*Work to complete*. Considering every line below, count those with the word "insert" and give only the result.

*Materials provided*.
━━━━━━━━━━━━━━━━━━━━━━━━━━━━━━
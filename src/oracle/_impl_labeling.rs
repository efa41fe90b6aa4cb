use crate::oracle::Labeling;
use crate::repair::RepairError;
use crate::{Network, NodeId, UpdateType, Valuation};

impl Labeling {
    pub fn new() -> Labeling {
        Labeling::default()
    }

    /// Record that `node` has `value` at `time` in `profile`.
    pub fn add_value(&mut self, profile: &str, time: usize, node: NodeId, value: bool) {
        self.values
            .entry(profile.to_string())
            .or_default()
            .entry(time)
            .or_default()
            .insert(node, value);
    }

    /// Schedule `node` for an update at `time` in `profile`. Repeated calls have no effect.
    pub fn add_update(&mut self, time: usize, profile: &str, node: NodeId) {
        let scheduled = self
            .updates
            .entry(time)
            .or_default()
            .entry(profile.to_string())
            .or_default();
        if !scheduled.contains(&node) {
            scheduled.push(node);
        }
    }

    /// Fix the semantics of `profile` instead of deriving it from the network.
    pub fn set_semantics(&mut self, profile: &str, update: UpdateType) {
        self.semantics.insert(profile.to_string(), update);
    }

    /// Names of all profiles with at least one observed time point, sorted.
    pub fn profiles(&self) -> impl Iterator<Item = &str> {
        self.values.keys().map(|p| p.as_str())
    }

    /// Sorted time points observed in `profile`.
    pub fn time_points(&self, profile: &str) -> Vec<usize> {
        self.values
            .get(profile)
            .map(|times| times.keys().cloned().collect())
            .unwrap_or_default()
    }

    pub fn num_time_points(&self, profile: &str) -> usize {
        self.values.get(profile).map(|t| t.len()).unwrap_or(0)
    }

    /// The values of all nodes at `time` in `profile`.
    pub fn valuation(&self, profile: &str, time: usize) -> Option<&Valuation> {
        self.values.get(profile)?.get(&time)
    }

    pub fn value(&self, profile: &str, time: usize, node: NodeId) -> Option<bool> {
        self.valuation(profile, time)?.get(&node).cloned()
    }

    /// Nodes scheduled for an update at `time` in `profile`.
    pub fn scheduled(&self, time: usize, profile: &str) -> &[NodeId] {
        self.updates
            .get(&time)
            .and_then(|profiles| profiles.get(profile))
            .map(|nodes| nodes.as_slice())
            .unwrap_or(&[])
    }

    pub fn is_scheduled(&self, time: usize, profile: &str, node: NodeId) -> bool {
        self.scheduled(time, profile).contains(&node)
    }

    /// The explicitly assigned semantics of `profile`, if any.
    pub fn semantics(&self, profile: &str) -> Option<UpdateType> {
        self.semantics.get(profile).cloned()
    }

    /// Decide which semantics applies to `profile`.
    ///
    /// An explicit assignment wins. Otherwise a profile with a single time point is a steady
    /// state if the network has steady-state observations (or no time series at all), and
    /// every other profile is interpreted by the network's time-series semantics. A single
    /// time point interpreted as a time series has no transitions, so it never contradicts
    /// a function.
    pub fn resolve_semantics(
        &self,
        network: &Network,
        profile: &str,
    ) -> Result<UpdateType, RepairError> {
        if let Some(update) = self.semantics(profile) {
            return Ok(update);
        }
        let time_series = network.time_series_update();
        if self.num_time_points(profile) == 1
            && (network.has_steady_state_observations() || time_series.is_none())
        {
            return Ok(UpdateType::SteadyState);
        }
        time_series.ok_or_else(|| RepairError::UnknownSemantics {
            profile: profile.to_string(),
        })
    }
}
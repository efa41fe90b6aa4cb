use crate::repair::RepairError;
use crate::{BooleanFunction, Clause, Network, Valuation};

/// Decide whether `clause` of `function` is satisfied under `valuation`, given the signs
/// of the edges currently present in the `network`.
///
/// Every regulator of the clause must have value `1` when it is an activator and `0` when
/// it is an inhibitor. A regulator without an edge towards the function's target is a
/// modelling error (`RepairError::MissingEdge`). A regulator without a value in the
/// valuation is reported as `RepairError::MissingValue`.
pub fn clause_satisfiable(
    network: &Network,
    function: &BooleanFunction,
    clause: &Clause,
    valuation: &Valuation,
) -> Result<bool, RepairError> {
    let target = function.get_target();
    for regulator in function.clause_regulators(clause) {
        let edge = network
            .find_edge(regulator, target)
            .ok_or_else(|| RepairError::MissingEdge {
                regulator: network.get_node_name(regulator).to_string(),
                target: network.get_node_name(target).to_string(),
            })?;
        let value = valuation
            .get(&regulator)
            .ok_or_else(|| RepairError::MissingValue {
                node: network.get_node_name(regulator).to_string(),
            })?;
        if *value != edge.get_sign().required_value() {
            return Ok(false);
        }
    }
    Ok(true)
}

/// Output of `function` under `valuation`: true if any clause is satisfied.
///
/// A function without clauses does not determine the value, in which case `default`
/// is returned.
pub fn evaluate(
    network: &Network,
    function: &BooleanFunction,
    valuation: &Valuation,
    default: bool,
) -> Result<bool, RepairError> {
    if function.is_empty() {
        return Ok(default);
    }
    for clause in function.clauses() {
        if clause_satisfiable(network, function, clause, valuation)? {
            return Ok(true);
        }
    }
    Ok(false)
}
━━━━━━━━━━━━━━━━━━━━━━━━━━━━━━
*Output below*. 2